··· DATA LISTING

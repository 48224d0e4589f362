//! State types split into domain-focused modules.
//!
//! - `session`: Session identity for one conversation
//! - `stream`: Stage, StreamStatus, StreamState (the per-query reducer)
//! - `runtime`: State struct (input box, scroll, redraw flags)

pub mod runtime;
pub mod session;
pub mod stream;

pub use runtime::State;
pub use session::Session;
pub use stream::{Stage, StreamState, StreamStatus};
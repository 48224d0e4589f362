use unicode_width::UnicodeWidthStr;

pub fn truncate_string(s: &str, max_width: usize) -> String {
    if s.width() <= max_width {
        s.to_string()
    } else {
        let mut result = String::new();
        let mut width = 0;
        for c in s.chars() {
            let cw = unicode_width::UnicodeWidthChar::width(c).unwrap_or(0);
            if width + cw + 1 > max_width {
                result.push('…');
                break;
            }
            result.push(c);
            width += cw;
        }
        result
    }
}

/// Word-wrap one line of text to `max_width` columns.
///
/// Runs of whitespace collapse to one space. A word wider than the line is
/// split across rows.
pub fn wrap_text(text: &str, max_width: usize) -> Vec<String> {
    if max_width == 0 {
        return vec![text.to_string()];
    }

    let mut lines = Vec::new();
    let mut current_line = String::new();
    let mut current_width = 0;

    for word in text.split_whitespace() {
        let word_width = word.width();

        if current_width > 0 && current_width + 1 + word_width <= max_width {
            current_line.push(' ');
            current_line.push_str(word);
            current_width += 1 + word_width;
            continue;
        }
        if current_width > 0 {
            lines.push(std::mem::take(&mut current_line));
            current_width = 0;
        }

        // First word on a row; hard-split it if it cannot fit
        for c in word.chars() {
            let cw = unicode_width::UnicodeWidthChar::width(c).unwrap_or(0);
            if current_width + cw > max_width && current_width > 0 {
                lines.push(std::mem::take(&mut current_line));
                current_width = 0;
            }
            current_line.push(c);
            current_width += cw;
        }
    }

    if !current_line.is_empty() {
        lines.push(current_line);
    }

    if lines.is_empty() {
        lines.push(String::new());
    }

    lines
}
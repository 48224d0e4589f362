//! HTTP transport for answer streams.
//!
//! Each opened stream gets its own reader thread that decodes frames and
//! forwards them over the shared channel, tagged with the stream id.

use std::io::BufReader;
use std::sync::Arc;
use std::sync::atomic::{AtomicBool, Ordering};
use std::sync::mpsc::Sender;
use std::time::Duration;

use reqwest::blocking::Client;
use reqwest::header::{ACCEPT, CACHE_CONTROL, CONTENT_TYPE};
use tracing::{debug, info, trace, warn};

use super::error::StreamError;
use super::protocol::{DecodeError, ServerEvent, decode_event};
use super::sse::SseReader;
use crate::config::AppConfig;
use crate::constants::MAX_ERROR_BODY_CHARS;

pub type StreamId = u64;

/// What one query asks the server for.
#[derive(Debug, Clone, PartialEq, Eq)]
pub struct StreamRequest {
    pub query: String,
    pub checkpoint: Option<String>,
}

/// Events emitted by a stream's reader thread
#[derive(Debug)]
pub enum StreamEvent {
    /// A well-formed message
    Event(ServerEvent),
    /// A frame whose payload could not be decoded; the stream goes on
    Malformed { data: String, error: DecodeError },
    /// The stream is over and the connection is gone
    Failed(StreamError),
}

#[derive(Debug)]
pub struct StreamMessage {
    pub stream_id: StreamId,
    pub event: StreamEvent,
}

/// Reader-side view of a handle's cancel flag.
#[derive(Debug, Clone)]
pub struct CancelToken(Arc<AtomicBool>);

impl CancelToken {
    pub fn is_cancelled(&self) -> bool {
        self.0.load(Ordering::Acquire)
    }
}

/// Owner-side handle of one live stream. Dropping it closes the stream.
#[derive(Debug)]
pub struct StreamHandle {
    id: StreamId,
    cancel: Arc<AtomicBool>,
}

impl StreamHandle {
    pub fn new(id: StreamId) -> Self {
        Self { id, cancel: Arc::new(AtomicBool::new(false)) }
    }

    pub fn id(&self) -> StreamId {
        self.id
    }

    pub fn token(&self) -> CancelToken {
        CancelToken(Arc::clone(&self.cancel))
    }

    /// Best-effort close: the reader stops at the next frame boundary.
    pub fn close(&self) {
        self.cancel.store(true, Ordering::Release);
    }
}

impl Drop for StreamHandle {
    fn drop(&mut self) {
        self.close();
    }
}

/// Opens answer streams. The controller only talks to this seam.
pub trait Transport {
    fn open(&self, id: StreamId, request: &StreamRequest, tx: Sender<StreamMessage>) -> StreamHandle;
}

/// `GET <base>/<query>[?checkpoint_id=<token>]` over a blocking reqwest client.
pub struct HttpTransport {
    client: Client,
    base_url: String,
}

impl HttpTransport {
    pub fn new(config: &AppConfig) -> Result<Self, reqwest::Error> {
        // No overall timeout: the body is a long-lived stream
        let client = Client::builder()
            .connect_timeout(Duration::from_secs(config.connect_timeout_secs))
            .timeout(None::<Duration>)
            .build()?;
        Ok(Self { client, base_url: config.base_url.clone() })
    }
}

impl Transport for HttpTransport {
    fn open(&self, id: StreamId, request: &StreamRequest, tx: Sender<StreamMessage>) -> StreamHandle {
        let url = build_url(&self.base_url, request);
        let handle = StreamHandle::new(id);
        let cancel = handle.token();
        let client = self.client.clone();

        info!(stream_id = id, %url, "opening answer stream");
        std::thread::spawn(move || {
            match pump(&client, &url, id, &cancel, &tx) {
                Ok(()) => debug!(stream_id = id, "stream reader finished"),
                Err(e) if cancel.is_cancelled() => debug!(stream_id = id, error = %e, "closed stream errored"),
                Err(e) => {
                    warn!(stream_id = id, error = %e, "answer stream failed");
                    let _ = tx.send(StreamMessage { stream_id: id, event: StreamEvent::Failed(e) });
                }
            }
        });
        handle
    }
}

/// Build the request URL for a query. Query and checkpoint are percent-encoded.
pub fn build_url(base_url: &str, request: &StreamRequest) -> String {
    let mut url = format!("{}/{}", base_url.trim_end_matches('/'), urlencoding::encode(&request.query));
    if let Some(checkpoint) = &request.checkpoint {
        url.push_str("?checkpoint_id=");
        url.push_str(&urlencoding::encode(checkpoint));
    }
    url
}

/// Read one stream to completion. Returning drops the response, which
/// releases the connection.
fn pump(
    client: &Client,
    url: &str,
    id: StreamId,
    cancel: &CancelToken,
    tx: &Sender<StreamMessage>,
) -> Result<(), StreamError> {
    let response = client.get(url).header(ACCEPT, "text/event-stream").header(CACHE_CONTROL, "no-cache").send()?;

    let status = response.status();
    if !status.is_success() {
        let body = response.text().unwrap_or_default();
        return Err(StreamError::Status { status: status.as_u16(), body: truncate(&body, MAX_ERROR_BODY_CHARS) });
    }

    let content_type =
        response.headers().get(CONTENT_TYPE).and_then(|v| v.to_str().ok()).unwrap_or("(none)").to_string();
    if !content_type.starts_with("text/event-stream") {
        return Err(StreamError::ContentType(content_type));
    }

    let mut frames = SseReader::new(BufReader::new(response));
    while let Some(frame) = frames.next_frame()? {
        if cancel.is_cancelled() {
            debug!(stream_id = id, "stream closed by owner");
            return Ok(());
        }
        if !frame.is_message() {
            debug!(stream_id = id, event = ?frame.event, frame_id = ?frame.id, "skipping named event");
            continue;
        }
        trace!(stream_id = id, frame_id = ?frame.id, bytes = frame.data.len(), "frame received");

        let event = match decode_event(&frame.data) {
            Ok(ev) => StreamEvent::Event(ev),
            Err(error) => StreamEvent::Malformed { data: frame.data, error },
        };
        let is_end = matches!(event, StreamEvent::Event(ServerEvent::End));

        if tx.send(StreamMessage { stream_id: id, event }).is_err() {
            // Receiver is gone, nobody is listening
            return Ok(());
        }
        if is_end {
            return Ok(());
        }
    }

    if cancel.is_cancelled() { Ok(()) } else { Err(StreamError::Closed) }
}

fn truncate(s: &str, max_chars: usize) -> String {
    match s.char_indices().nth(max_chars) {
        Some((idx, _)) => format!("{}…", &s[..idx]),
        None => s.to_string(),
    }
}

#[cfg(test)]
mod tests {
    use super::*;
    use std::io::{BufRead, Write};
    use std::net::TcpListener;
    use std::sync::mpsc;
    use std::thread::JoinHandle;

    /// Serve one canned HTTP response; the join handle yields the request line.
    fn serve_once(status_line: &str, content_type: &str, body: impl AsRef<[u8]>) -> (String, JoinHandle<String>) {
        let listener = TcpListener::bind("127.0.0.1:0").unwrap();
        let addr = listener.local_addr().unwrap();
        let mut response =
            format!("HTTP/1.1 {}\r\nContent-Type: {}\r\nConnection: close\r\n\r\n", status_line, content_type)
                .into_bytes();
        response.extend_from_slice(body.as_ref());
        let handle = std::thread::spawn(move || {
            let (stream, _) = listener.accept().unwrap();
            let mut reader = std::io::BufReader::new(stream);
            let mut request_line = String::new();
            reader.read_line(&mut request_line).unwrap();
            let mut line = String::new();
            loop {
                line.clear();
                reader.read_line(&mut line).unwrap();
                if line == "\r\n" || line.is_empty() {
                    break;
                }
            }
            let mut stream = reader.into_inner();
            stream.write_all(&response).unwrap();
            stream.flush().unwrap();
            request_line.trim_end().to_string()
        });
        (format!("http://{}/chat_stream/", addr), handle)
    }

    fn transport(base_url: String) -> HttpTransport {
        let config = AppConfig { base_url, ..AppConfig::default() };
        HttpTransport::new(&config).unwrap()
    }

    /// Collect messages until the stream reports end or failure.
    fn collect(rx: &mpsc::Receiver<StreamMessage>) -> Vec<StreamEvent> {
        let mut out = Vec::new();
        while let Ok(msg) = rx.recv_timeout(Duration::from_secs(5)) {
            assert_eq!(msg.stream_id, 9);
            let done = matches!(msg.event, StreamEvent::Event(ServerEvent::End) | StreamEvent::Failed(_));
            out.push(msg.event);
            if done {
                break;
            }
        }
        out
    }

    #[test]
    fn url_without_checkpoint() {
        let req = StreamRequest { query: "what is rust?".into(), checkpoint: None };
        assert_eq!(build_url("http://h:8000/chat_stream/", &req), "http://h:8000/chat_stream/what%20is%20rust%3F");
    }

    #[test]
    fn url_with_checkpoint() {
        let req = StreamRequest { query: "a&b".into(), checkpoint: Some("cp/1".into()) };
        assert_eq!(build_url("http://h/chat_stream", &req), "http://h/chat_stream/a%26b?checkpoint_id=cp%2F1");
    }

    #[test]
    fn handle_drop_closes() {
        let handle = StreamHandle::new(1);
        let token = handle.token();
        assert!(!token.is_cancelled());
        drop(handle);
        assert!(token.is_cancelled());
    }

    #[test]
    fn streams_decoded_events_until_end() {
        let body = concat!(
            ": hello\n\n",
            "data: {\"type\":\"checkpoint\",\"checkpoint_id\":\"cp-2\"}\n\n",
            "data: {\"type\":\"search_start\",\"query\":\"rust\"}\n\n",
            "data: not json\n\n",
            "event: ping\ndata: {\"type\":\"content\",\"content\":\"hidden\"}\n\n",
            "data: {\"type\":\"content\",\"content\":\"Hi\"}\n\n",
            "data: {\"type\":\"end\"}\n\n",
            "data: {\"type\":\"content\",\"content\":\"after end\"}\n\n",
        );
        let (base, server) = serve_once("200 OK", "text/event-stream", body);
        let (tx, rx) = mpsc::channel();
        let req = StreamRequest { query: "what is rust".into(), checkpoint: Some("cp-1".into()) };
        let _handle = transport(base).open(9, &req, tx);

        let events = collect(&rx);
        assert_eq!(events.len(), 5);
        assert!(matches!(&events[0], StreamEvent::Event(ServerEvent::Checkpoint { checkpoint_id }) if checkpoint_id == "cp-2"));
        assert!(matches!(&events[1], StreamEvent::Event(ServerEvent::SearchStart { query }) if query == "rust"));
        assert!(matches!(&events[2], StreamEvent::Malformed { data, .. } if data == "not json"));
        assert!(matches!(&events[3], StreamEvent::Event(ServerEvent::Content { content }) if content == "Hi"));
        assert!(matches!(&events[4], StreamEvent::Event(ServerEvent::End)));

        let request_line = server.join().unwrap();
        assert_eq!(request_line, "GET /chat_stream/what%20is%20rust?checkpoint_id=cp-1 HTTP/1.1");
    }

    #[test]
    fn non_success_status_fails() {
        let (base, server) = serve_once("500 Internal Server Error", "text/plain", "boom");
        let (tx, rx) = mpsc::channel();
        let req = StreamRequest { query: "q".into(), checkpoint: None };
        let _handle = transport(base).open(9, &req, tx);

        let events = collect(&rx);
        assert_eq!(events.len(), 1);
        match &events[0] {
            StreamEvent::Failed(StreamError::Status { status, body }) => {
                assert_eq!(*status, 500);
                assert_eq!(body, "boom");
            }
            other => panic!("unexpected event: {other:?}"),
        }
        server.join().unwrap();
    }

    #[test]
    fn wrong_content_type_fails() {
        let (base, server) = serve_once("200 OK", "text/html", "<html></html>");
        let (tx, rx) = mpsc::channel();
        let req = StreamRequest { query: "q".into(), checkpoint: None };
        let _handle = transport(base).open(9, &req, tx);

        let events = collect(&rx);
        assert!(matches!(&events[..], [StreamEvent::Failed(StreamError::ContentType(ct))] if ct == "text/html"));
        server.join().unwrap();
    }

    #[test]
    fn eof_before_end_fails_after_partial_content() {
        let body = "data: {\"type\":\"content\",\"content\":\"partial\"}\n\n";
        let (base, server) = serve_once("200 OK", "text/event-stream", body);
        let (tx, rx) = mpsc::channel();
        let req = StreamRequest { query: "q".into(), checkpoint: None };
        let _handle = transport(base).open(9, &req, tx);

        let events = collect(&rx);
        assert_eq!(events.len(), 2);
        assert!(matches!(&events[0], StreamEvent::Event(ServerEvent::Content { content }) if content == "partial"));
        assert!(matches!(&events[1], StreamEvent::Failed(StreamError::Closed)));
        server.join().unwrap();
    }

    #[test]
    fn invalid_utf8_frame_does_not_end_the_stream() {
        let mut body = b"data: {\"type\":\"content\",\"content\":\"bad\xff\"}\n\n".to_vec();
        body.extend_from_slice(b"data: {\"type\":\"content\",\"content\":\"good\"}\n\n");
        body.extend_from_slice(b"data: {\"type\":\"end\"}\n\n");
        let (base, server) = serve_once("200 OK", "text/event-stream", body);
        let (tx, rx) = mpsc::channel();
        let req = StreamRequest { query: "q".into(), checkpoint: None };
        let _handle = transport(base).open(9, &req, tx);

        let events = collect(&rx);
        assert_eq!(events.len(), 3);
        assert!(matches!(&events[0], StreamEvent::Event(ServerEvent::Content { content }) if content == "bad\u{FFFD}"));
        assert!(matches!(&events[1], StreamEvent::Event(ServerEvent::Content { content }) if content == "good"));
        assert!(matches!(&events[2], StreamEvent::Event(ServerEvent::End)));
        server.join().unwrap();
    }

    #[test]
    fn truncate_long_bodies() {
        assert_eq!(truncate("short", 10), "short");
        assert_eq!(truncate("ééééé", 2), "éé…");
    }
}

······

### WORK REQUIRED
Which lines above hold the string "html"? Copy each of them.

### ANSWER SECTION
        let (base, server) = serve_once("200 OK", "text/html", "<html></html>");
        assert!(matches!(&events[..], [StreamEvent::Failed(StreamError::ContentType(ct))] if ct == "text/html"));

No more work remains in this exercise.